Os investigadores estudaram 35.670 casos suspeitos de reinfeções entre 2,8 milhões de testes positivos até 27 de novembro. Note-se que eram considerados reinfeções se a pessoa tivesse testado positivo ao vírus com 90 dias de intervalo face ao último positivo. 

"Recentes reinfeções ocorreram em indivíduos cujas infeções primárias ocorreram em todas as três ondas anteriores, com a maioria a ter sofrido a sua infeção primária na onda Delta", indicou Juliet Pulliam, diretora do Centro de Excelência em Análise e Modelagem Epidemiológica DSI-NRF da África do Sul, no Twitter.

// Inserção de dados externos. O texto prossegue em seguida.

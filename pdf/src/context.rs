//! The registry of indirect objects that a document is made of.

use std::collections::BTreeMap;
use std::fmt;

use crate::error::*;
use crate::object::*;
use crate::primitive::*;

/// `%PDF-M.m`
#[derive(Debug, Clone, Copy, PartialEq, Eq)]
pub struct PdfHeader {
    pub major: u8,
    pub minor: u8,
}
impl Default for PdfHeader {
    fn default() -> Self {
        PdfHeader { major: 1, minor: 7 }
    }
}
impl fmt::Display for PdfHeader {
    fn fmt(&self, f: &mut fmt::Formatter) -> fmt::Result {
        write!(f, "%PDF-{}.{}", self.major, self.minor)
    }
}

/// The trailer entries that survive a parse and are written back out.
#[derive(Debug, Clone, Default, PartialEq)]
pub struct TrailerInfo {
    pub root: Option<PlainRef>,
    pub info: Option<PlainRef>,
    pub encrypt: Option<Primitive>,
    pub id: Option<Primitive>,
}
impl TrailerInfo {
    /// Take `/Root`, `/Info`, `/Encrypt` and `/ID` from a trailer (or xref stream) dictionary.
    pub fn from_dict(dict: &Dictionary) -> TrailerInfo {
        TrailerInfo {
            root: dict.get("Root").and_then(|p| p.as_reference().ok()),
            info: dict.get("Info").and_then(|p| p.as_reference().ok()),
            encrypt: dict.get("Encrypt").cloned(),
            id: dict.get("ID").cloned(),
        }
    }
}

/// Owns every indirect object of a document.
///
/// Values live here and nowhere else; other values point at them through [`PlainRef`]s.
#[derive(Debug, Default)]
pub struct Context {
    objects: BTreeMap<PlainRef, Primitive>,
    largest_object_number: ObjNr,
    pub trailer_info: TrailerInfo,
    pub header: PdfHeader,
}

impl Context {
    pub fn new() -> Context {
        Context::default()
    }

    /// Store `value` under `r`, replacing what was there.
    pub fn assign(&mut self, r: PlainRef, value: impl Into<Primitive>) {
        self.largest_object_number = self.largest_object_number.max(r.id());
        self.objects.insert(r, value.into());
    }

    /// A reference that is not in use yet. Does not reserve it.
    pub fn next_ref(&self) -> PlainRef {
        PlainRef::new(self.largest_object_number + 1, 0)
    }

    /// Store `value` under a fresh reference.
    pub fn register(&mut self, value: impl Into<Primitive>) -> PlainRef {
        let r = self.next_ref();
        self.assign(r, value);
        r
    }

    /// Returns whether there was an object to remove.
    pub fn delete(&mut self, r: PlainRef) -> bool {
        self.objects.remove(&r).is_some()
    }

    /// The object behind `r`; with `kind` set, anything else is an `UnexpectedPrimitive` error.
    pub fn lookup(&self, r: PlainRef, kind: Option<PrimitiveKind>) -> Result<&Primitive> {
        match self.lookup_maybe(r, kind)? {
            Some(p) => Ok(p),
            None => Err(PdfError::NullRef { obj_nr: r.id() }),
        }
    }

    /// Like [`lookup`](Context::lookup), but a missing object is `Ok(None)`.
    pub fn lookup_maybe(&self, r: PlainRef, kind: Option<PrimitiveKind>) -> Result<Option<&Primitive>> {
        let p = match self.objects.get(&r) {
            Some(p) => p,
            None => return Ok(None),
        };
        match kind {
            Some(kind) if p.kind() != kind => Err(PdfError::UnexpectedPrimitive {
                expected: kind.name(),
                found: p.kind().name(),
            }),
            _ => Ok(Some(p)),
        }
    }

    pub fn get_mut(&mut self, r: PlainRef) -> Option<&mut Primitive> {
        self.objects.get_mut(&r)
    }

    /// Every stored reference with object number `id`, by ascending generation.
    pub fn generations(&self, id: ObjNr) -> impl Iterator<Item=PlainRef> + '_ {
        self.objects.range(PlainRef::new(id, 0) ..= PlainRef::new(id, GenNr::MAX)).map(|(&r, _)| r)
    }

    /// Reverse lookup: the first reference (in ascending order) whose value equals `value`.
    pub fn get_object_ref(&self, value: &Primitive) -> Option<PlainRef> {
        self.objects.iter().find(|(_, p)| *p == value).map(|(&r, _)| r)
    }

    /// All objects, by ascending object number and then generation.
    pub fn enumerate_indirect_objects(&self) -> impl Iterator<Item=(PlainRef, &Primitive)> + '_ {
        self.objects.iter().map(|(&r, p)| (r, p))
    }

    pub fn len(&self) -> usize {
        self.objects.len()
    }
    pub fn is_empty(&self) -> bool {
        self.objects.is_empty()
    }
    pub fn largest_object_number(&self) -> ObjNr {
        self.largest_object_number
    }

    /// The document catalog: `trailer_info.root` if it points at an object, otherwise the
    /// single dictionary of kind `Catalog`.
    pub fn find_catalog(&self) -> Result<PlainRef> {
        if let Some(root) = self.trailer_info.root {
            if self.objects.contains_key(&root) {
                return Ok(root);
            }
            warn!("/Root {} does not exist; looking for a catalog", root);
        }
        let mut catalogs = self.objects.iter()
            .filter(|(_, p)| matches!(p, Primitive::Dictionary(d) if d.kind() == DictKind::Catalog))
            .map(|(&r, _)| r);
        match (catalogs.next(), catalogs.next()) {
            (Some(r), None) => Ok(r),
            (None, _) => Err(PdfError::MissingCatalog),
            (Some(first), Some(second)) => bail!("more than one catalog ({} and {}) and no usable /Root", first, second),
        }
    }

    /// Build a value graph from a [`Literal`]. Nested `Literal::Indirect` containers are
    /// registered and replaced by their reference.
    pub fn obj(&mut self, literal: impl Into<Literal>) -> Primitive {
        match literal.into() {
            Literal::Null => Primitive::Null,
            Literal::Bool(b) => Primitive::Boolean(b),
            Literal::Integer(i) => Primitive::Integer(i),
            Literal::Real(n) => Primitive::Number(n),
            Literal::Name(name) => Primitive::Name(Name::of(&name)),
            Literal::Array(items) => Primitive::Array(items.into_iter().map(|l| self.obj(l)).collect()),
            Literal::Map(entries) => {
                let mut dict = Dictionary::new();
                for (key, value) in entries {
                    let value = self.obj(value);
                    dict.insert(Name::of(&key), value);
                }
                Primitive::Dictionary(dict)
            }
            Literal::Value(p) => p,
            Literal::Indirect(inner) => {
                let value = self.obj(*inner);
                Primitive::Reference(self.register(value))
            }
        }
    }
}

impl Resolve for Context {
    fn resolve(&self, r: PlainRef) -> Result<Primitive> {
        self.lookup(r, None).map(|p| p.clone())
    }
}

/// A native description of a value graph, lowered by [`Context::obj`].
///
/// Text becomes a Name, as in `/Type /Catalog`; strings must be given as a built
/// `Literal::Value(Primitive::String(..))`.
#[derive(Debug, Clone)]
pub enum Literal {
    Null,
    Bool(bool),
    Integer(i64),
    Real(f64),
    Name(String),
    Array(Vec<Literal>),
    /// Keys in order of appearance
    Map(Vec<(String, Literal)>),
    Value(Primitive),
    Indirect(Box<Literal>),
}
impl Literal {
    pub fn map<K: Into<String>>(entries: impl IntoIterator<Item=(K, Literal)>) -> Literal {
        Literal::Map(entries.into_iter().map(|(k, v)| (k.into(), v)).collect())
    }
    pub fn indirect(inner: impl Into<Literal>) -> Literal {
        Literal::Indirect(Box::new(inner.into()))
    }
}

impl From<bool> for Literal {
    fn from(b: bool) -> Literal {
        Literal::Bool(b)
    }
}
impl From<i64> for Literal {
    fn from(i: i64) -> Literal {
        Literal::Integer(i)
    }
}
impl From<i32> for Literal {
    fn from(i: i32) -> Literal {
        Literal::Integer(i as i64)
    }
}
impl From<f64> for Literal {
    fn from(n: f64) -> Literal {
        Literal::Real(n)
    }
}
impl<'a> From<&'a str> for Literal {
    fn from(s: &'a str) -> Literal {
        Literal::Name(s.into())
    }
}
impl From<Primitive> for Literal {
    fn from(p: Primitive) -> Literal {
        Literal::Value(p)
    }
}
impl From<PlainRef> for Literal {
    fn from(r: PlainRef) -> Literal {
        Literal::Value(Primitive::Reference(r))
    }
}
impl<T: Into<Literal>> From<Vec<T>> for Literal {
    fn from(items: Vec<T>) -> Literal {
        Literal::Array(items.into_iter().map(Into::into).collect())
    }
}
impl<T: Into<Literal>> From<Option<T>> for Literal {
    fn from(item: Option<T>) -> Literal {
        item.map_or(Literal::Null, Into::into)
    }
}

#[cfg(test)]
mod tests {
    use super::*;

    fn catalog_and_pages() -> Context {
        let mut ctx = Context::new();
        let mut pages = Dictionary::new();
        pages.insert("Type", Primitive::name("Pages"));
        pages.insert("Kids", Primitive::Array(vec![]));
        pages.insert("Count", 0);
        let pages = ctx.register(pages);
        let mut catalog = Dictionary::new();
        catalog.insert("Type", Primitive::name("Catalog"));
        catalog.insert("Pages", pages);
        ctx.register(catalog);
        ctx
    }

    #[test]
    fn allocation() {
        let mut ctx = Context::new();
        assert_eq!(ctx.next_ref(), PlainRef::new(1, 0));
        ctx.assign(PlainRef::new(7, 2), Primitive::Null);
        assert_eq!(ctx.largest_object_number(), 7);
        let r = ctx.register(Primitive::Integer(1));
        assert_eq!(r, PlainRef::new(8, 0));
        // no deduplication
        assert_ne!(ctx.register(Primitive::Integer(1)), r);
        assert_eq!(ctx.len(), 3);
    }

    #[test]
    fn lookup_filters_by_kind() {
        let ctx = catalog_and_pages();
        let r = PlainRef::new(2, 0);
        assert!(ctx.lookup(r, Some(PrimitiveKind::Dictionary)).is_ok());
        match ctx.lookup(r, Some(PrimitiveKind::Array)) {
            Err(PdfError::UnexpectedPrimitive { expected, found }) => {
                assert_eq!(expected, "Array");
                assert_eq!(found, "Dictionary");
            }
            r => panic!("unexpected {:?}", r),
        }
        assert!(matches!(ctx.lookup(PlainRef::new(9, 0), None), Err(PdfError::NullRef { obj_nr: 9 })));
        assert!(ctx.lookup_maybe(PlainRef::new(9, 0), Some(PrimitiveKind::Array)).unwrap().is_none());
        // generation is part of the identity
        assert!(ctx.lookup_maybe(PlainRef::new(2, 1), None).unwrap().is_none());
    }

    #[test]
    fn delete_and_enumerate() {
        let mut ctx = catalog_and_pages();
        ctx.assign(PlainRef::new(5, 0), Primitive::Null);
        ctx.assign(PlainRef::new(3, 0), Primitive::Boolean(true));
        let ids: Vec<ObjNr> = ctx.enumerate_indirect_objects().map(|(r, _)| r.id()).collect();
        assert_eq!(ids, [1, 2, 3, 5]);
        assert!(ctx.delete(PlainRef::new(3, 0)));
        assert!(!ctx.delete(PlainRef::new(3, 0)));
        assert_eq!(ctx.len(), 3);
        // deleting does not give numbers back
        assert_eq!(ctx.next_ref().id(), 6);
    }

    #[test]
    fn reverse_lookup() {
        let ctx = catalog_and_pages();
        let catalog = ctx.lookup(PlainRef::new(2, 0), None).unwrap().clone();
        assert_eq!(ctx.get_object_ref(&catalog), Some(PlainRef::new(2, 0)));
        assert_eq!(ctx.get_object_ref(&Primitive::Integer(3)), None);
    }

    #[test]
    fn catalog_lookup() {
        let mut ctx = catalog_and_pages();
        assert_eq!(ctx.find_catalog().unwrap(), PlainRef::new(2, 0));
        ctx.trailer_info.root = Some(PlainRef::new(1, 0));
        assert_eq!(ctx.find_catalog().unwrap(), PlainRef::new(1, 0));
        ctx.trailer_info.root = None;
        ctx.delete(PlainRef::new(2, 0));
        assert!(matches!(ctx.find_catalog(), Err(PdfError::MissingCatalog)));
    }

    #[test]
    fn literal_lowering() {
        let mut ctx = Context::new();
        let value = ctx.obj(Literal::map([
            ("Type", Literal::from("Page")),
            ("MediaBox", vec![0, 0, 612, 792].into()),
            ("Rotate", Literal::from(None::<i64>)),
            ("UserUnit", 1.5.into()),
            ("Resources", Literal::indirect(Literal::map([("ProcSet", vec!["PDF"].into())]))),
        ]));
        let dict = value.as_dict().unwrap();
        assert_eq!(dict.kind(), DictKind::Page);
        let keys: Vec<&str> = dict.keys().map(|k| k.as_str()).collect();
        assert_eq!(keys, ["Type", "MediaBox", "Rotate", "UserUnit", "Resources"]);
        assert_eq!(dict["Rotate"], Primitive::Null);
        assert_eq!(dict["UserUnit"], Primitive::Number(1.5));

        let resources = dict["Resources"].as_reference().unwrap();
        assert_eq!(resources, PlainRef::new(1, 0));
        let resources = ctx.lookup(resources, Some(PrimitiveKind::Dictionary)).unwrap();
        assert_eq!(resources.as_dict().unwrap()["ProcSet"], Primitive::Array(vec![Primitive::name("PDF")]));
    }

    #[test]
    fn lowering_a_value_is_identity() {
        let mut ctx = Context::new();
        let value = Primitive::Array(vec![Primitive::name("X"), PlainRef::new(4, 0).into(), PdfString::from("hi").into()]);
        assert_eq!(ctx.obj(value.clone()), value);
        assert!(ctx.is_empty());
    }

    #[test]
    fn resolve() {
        let ctx = catalog_and_pages();
        let pages = ctx.resolve(PlainRef::new(1, 0)).unwrap();
        assert_eq!(pages.as_dict().unwrap().kind(), DictKind::PageTree);
        let r = Primitive::Reference(PlainRef::new(1, 0)).resolve(&ctx).unwrap();
        assert_eq!(r, pages);
    }
}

No entanto, Pulliam apontou que os autores não tinham informações sobre o estado de vacinação dos indivíduos e, portanto, não puderam avaliar até que ponto a Ómicron escapa da imunidade, principalmente induzida pela vacina, sendo este o seguinte passo a ser estudado pelos investigadores. 

"Também são necessários dados urgentes sobre a gravidade da doença associada à infecção por Ómicron, incluindo em indivíduos com histórico de infeção anterior", referiu também Pulliam.

Note-se que a importante cientista sul-africana Anne von Gottberg, especialista do Instituto Nacional de Doenças Transmissíveis, previu um aumento nos casos, mas disse que as autoridades esperavam que as vacinas ainda fossem eficazes contra desfechos graves.

"Acreditamos que o número de casos aumentará exponencialmente em todas as províncias do país", afirmou numa conferência de imprensa da delegação africana da Organização Mundial da Saúde (OMS). "Acreditamos que as vacinas ainda irão proteger contra doenças graves", sustentou ainda. "As vacinas sempre serviram para proteger contra doenças graves, hospitalizações e morte", sublinhou. 

Ainda assim, com muitos países da Europa e de outras partes do mundo a fechar as portas e a proibir viagens com origem da África Austral, os especialistas da OMS já pediram várias vezes para estas medidas serem repensadas, visto que a variante Omicron já foi notificada em quase duas dezenas de países e a sua origem continua ainda por conhecer. 

"África do Sul e Botswana detetaram a variante. Mas não sabemos onde pode ter sido a origem dela", indicou o especialista Ambrose Talisuna. "Punir as pessoas que estão a detetar e reportar... é injusto", assinalou. 

De realçar que, em meados de novembro, a África do Sul registava cerca de 300 casos por dia. Na quarta-feira, o país diagnosticou 8.561 novos casos, 4.373 no dia anterior e 2.273 na segunda-feira.